Analyses were also performed according to donor/recipient (D/R) serological status (i.e., D−/R−, D+/R−, D−/R+, or D+/R+). Cox’s proportional hazards model was used to analyze risk factors for CMV disease, rejection, and mortality. Cox’s model was used to compute relative risk and 95% confidence intervals. The cumulative dose of steroids and number of steroid recycles were incorporated into the Cox’s model as time-dependent covariates. Also incorporated as time-dependent covariates were the incidences of rejection and CMV disease.

Results

Patient population

During the study period, 41 children received 44 intestinal transplants at our center. There were 10 isolated SB, 27 L-SB, and 7 multivisceral transplants. Five patients also received a concomitant donor bone marrow infusion, and 20 received an allograft colon; these latter sets of patients were distributed among all three recipient cohorts. There were 19 males and 22 females with ages ranging between 0.5 and 18.1 years (mean, 4.2 years).

CMV infection and disease

The incidence and recurrence rate of CMV disease, according to D/R CMV serostatus of the patients, are shown in table 1. CMV disease occurred in 10 (24%) of the 41 children. None of the 15 patients in the D−/R− cohort developed CMV infection or disease. In contrast, 3 of 8 D+/R−, 3 of 9 D+/R+, and 4 of 9 D−/R+ patients developed CMV disease, resulting in a combined incidence for these three cohorts of 10 of 26 (38%). CMV disease was initially seen a median of 53.5 days (range, 9–121 days) posttransplantation, while the second episode occurred a median of 225 days (range, 85–1,350 days) following transplantation.

Table 1
Incidence, recurrence rate, and outcome of cytomegalovirus disease in pediatric intestinal transplant recipients, according to donor/recipient serostatus.

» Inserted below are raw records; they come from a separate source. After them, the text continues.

//! validation::validators
//!
//! Named validators resolved by capability.
//!
//! A validator is a pure function over a parameter map. The registry maps a
//! capability name (`regex`, `text_len_compare`, `number_compare`) to the
//! implementation, so config types refer to validators by name only and new
//! validators can be registered without touching the callers.

use std::collections::HashMap;
use std::sync::Arc;

use regex::Regex;

use super::params::{get_param, ParamValue, Params};
use super::ValidationError;

/// Capability name of the regular expression validator.
pub const REGEX: &str = "regex";
/// Capability name of the text length validator.
pub const TEXT_LEN_COMPARE: &str = "text_len_compare";
/// Capability name of the numeric comparison validator.
pub const NUMBER_COMPARE: &str = "number_compare";
/// Capability name of the pattern syntax check.
pub const REGEX_SYNTAX: &str = "regex_syntax";

/// A named, pure check over a parameter map.
pub trait Validator: Send + Sync {
    fn validate(&self, params: &Params) -> Result<(), ValidationError>;
}

impl<F> Validator for F
where
    F: Fn(&Params) -> Result<(), ValidationError> + Send + Sync,
{
    fn validate(&self, params: &Params) -> Result<(), ValidationError> {
        self(params)
    }
}

/// Comparison operators shared by the compare validators.
#[derive(Debug, Clone, Copy, PartialEq, Eq)]
pub enum Operator {
    Less,
    Greater,
    LessEq,
    GreaterEq,
    Equal,
}

impl Operator {
    /// Parse an operator symbol.
    ///
    /// # Errors
    ///
    /// `InvalidOperator` for anything but `<`, `>`, `<=`, `>=`, `=`.
    pub fn parse(symbol: &str) -> Result<Self, ValidationError> {
        match symbol {
            "<" => Ok(Operator::Less),
            ">" => Ok(Operator::Greater),
            "<=" => Ok(Operator::LessEq),
            ">=" => Ok(Operator::GreaterEq),
            "=" => Ok(Operator::Equal),
            other => Err(ValidationError::InvalidOperator(other.to_string())),
        }
    }

    pub fn symbol(&self) -> &'static str {
        match self {
            Operator::Less => "<",
            Operator::Greater => ">",
            Operator::LessEq => "<=",
            Operator::GreaterEq => ">=",
            Operator::Equal => "=",
        }
    }

    fn holds<T: PartialOrd>(&self, a: T, b: T) -> bool {
        match self {
            Operator::Less => a < b,
            Operator::Greater => a > b,
            Operator::LessEq => a <= b,
            Operator::GreaterEq => a >= b,
            Operator::Equal => a == b,
        }
    }
}

/// `string` must match `pattern`.
pub fn regex_validator(params: &Params) -> Result<(), ValidationError> {
    let string: String = get_param(params, "string")?;
    let pattern: String = get_param(params, "pattern")?;
    let re = Regex::new(&pattern).map_err(|e| ValidationError::InvalidPattern {
        pattern: pattern.clone(),
        reason: e.to_string(),
    })?;
    if re.is_match(&string) {
        Ok(())
    } else {
        Err(ValidationError::PatternMismatch { string, pattern })
    }
}

/// `pattern` must compile as a regular expression.
pub fn regex_syntax_validator(params: &Params) -> Result<(), ValidationError> {
    let pattern: String = get_param(params, "pattern")?;
    Regex::new(&pattern)
        .map(|_| ())
        .map_err(|e| ValidationError::InvalidPattern {
            pattern,
            reason: e.to_string(),
        })
}

/// Length of `string` in code points compared against `length`.
pub fn text_len_compare_validator(params: &Params) -> Result<(), ValidationError> {
    let string: String = get_param(params, "string")?;
    let length: i64 = get_param(params, "length")?;
    let operator: String = get_param(params, "operator")?;
    let op = Operator::parse(&operator)?;

    let actual = string.chars().count() as i64;
    if op.holds(actual, length) {
        Ok(())
    } else {
        Err(ValidationError::ComparisonFailed {
            actual: format!("length {}", actual),
            operator: op.symbol(),
            expected: length.to_string(),
        })
    }
}

/// Numeric `a` compared against bound `b`; both must share a numeric kind.
pub fn number_compare_validator(params: &Params) -> Result<(), ValidationError> {
    let a: ParamValue = get_param(params, "a")?;
    let b: ParamValue = get_param(params, "b")?;
    let operator: String = get_param(params, "operator")?;
    let op = Operator::parse(&operator)?;

    let holds = match (&a, &b) {
        (ParamValue::Int64(x), ParamValue::Int64(y)) => op.holds(x, y),
        (ParamValue::Float64(x), ParamValue::Float64(y)) => op.holds(x, y),
        _ => {
            return Err(ValidationError::TypeMismatch {
                left: a.kind(),
                right: b.kind(),
            })
        }
    };

    if holds {
        Ok(())
    } else {
        Err(ValidationError::ComparisonFailed {
            actual: a.to_string(),
            operator: op.symbol(),
            expected: b.to_string(),
        })
    }
}

/// Capability-keyed table of validators.
#[derive(Clone)]
pub struct ValidatorRegistry {
    validators: HashMap<String, Arc<dyn Validator>>,
}

impl std::fmt::Debug for ValidatorRegistry {
    fn fmt(&self, f: &mut std::fmt::Formatter<'_>) -> std::fmt::Result {
        let mut names: Vec<_> = self.validators.keys().collect();
        names.sort();
        f.debug_struct("ValidatorRegistry")
            .field("validators", &names)
            .finish()
    }
}

impl Default for ValidatorRegistry {
    /// Registry with the built-in validators.
    fn default() -> Self {
        let mut registry = Self::empty();
        registry.register(REGEX, regex_validator);
        registry.register(REGEX_SYNTAX, regex_syntax_validator);
        registry.register(TEXT_LEN_COMPARE, text_len_compare_validator);
        registry.register(NUMBER_COMPARE, number_compare_validator);
        registry
    }
}

impl ValidatorRegistry {
    /// Registry without any validators.
    pub fn empty() -> Self {
        Self {
            validators: HashMap::new(),
        }
    }

    /// Register (or replace) a validator under `name`.
    pub fn register(&mut self, name: impl Into<String>, validator: impl Validator + 'static) {
        self.validators.insert(name.into(), Arc::new(validator));
    }

    pub fn contains(&self, name: &str) -> bool {
        self.validators.contains_key(name)
    }

    /// Resolve `name` and run it against `params`.
    pub fn validate(&self, name: &str, params: &Params) -> Result<(), ValidationError> {
        let validator = self
            .validators
            .get(name)
            .ok_or_else(|| ValidationError::UnknownValidator(name.to_string()))?;
        validator.validate(params)
    }
}
//! cli::commands::generate
//!
//! Re-emit a local module's manifest in a chosen schema version.

use std::fs;
use std::path::Path;

use anyhow::{Context as _, Result};

use crate::cli::Context;
use crate::manifest::ManifestRegistry;

/// Run the generate command.
pub fn generate(ctx: &Context, dir: &Path, schema: &str, output: Option<&Path>) -> Result<()> {
    let registry = ManifestRegistry::default();
    let definition = registry
        .decode_dir(dir)
        .with_context(|| format!("failed to decode manifest in '{}'", dir.display()))?;
    let rendered = registry.generate(&definition, schema)?;

    match output {
        Some(path) => {
            fs::write(path, &rendered)
                .with_context(|| format!("failed to write '{}'", path.display()))?;
            if !ctx.quiet {
                println!("Wrote {} manifest to {}", schema, path.display());
            }
        }
        None => print!("{}", rendered),
    }
    Ok(())
}
impl ConfigValidator {
    pub fn new(validators: ValidatorRegistry, types: ConfigTypeRegistry) -> Self {
        Self { validators, types }
    }

    pub fn validators(&self) -> &ValidatorRegistry {
        &self.validators
    }

    pub fn types(&self) -> &ConfigTypeRegistry {
        &self.types
    }

    fn type_definition(&self, option: &ConfigOption) -> Result<&ConfigTypeDefinition, ValidationError> {
        self.types
            .get(&option.type_id)
            .ok_or_else(|| ValidationError::UnknownConfigType(option.type_id.clone()))
    }

    /// Pass 1: base type validity of a declared option.
    pub fn validate_base(&self, option: &ConfigOption) -> Result<(), ValidationError> {
        let definition = self.type_definition(option)?;
        let option = widen_option(definition, option);
        if !definition.accepts(option.data_type) {
            return Err(ValidationError::UnsupportedDataType {
                type_id: definition.id.clone(),
                data_type: option.data_type,
            });
        }

        if option.delimiter.is_some() && !option.is_list {
            return Err(ValidationError::InvalidDeclaration(
                "delimiter is only valid for list options".into(),
            ));
        }
        if option.options_ext && option.options.is_empty() {
            return Err(ValidationError::InvalidDeclaration(
                "optionsExt set without options".into(),
            ));
        }

        for value in &option.options {
            check_kind(option.data_type, value)?;
        }

        if let Some(default) = &option.default {
            check_shape(&option, default)?;
            for value in default.values() {
                check_kind(option.data_type, value)?;
                check_membership(&option, value)?;
            }
        }

        Ok(())
    }

    /// Pass 2: validity of the config type's constraint options.
    pub fn validate_options(&self, option: &ConfigOption) -> Result<(), ValidationError> {
        let definition = self.type_definition(option)?;
        let option = widen_option(definition, option);

        for (name, value) in &option.type_options {
            let spec = definition
                .options
                .get(name)
                .ok_or_else(|| ValidationError::UnknownTypeOption {
                    type_id: definition.id.clone(),
                    option: name.clone(),
                })?;
            let expected = spec.kind.resolve(option.data_type);
            if value.kind() != expected {
                return Err(ValidationError::TypeOptionKind {
                    option: name.clone(),
                    expected,
                    found: value.kind(),
                });
            }
        }

        for (name, spec) in &definition.options {
            if spec.required && !option.type_options.contains_key(name) {
                return Err(ValidationError::MissingTypeOption {
                    type_id: definition.id.clone(),
                    option: name.clone(),
                });
            }
        }

        for rule in &definition.option_rules {
            if let Some(params) = rule.resolve(None, &option.type_options) {
                self.validators.validate(&rule.validator, &params)?;
            }
        }

        Ok(())
    }

    /// Pass 3: an assigned value against the option's constraints.
    pub fn validate_value(
        &self,
        option: &ConfigOption,
        value: &ConfigValue,
    ) -> Result<(), ValidationError> {
        let definition = self.type_definition(option)?;
        let option = widen_option(definition, option);
        check_shape(&option, value)?;
        for item in value.values() {
            self.validate_scalar(definition, &option, item)?;
        }
        Ok(())
    }

    fn validate_scalar(
        &self,
        definition: &ConfigTypeDefinition,
        option: &ConfigOption,
        value: &ParamValue,
    ) -> Result<(), ValidationError> {
        let mut value = Cow::Borrowed(value);
        if value.widens_to(option.data_type) {
            value.to_mut().widen_to(option.data_type);
        }
        check_kind(option.data_type, &value)?;
        check_membership(option, &value)?;
        for rule in &definition.value_rules {
            if let Some(params) = rule.resolve(Some(&*value), &option.type_options) {
                self.validators.validate(&rule.validator, &params)?;
            }
        }
        Ok(())
    }

    /// Run all passes over every option of a decoded module.
    ///
    /// Pass 3 is applied to the default value and to each enumerated option,
    /// since both are values a deployment may end up with. Errors carry the
    /// config key.
    pub fn validate_module(&self, module: &ModuleDefinition) -> Result<(), ValidationError> {
        let mut seen = HashSet::new();
        for option in &module.configs {
            if !seen.insert(option.key.as_str()) {
                return Err(ValidationError::DuplicateConfig(option.key.clone()));
            }
            self.validate_option(option)
                .map_err(|e| e.for_config(&option.key))?;
        }
        Ok(())
    }

    fn validate_option(&self, option: &ConfigOption) -> Result<(), ValidationError> {
        let definition = self.type_definition(option)?;
        let option = widen_option(definition, option);
        self.validate_base(&option)?;
        self.validate_options(&option)?;

        for value in &option.options {
            self.validate_scalar(definition, &option, value)?;
        }
        if let Some(default) = &option.default {
            self.validate_value(&option, default)?;
        }
        Ok(())
    }
}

The intestinal allograft was affected in 90% of patients who developed CMV disease and in 11 (69%) of the 16 episodes of CMV disease. The diagnosis of CMV in the intestinal allograft was based on histology in 10 instances and isolation of CMV from a gastric biopsy specimen in the remaining episodes. CMV also invaded the native stomach, duodenum, and colon in 20% of children with CMV disease, although this occurred only in D+/R− children.

The distribution of CMV disease by site of involvement was as follows: intestinal allograft enteritis (10), allograft gastritis (1), native gastroduodenitis (2), native colitis (2), and pneumonitis (3). CMV hepatitis was not seen, even though the liver was part of the composite allograft in 73% of these patients. The three episodes of pneumonitis were relatively mild and did not result in major changes in the clinical status of the patients.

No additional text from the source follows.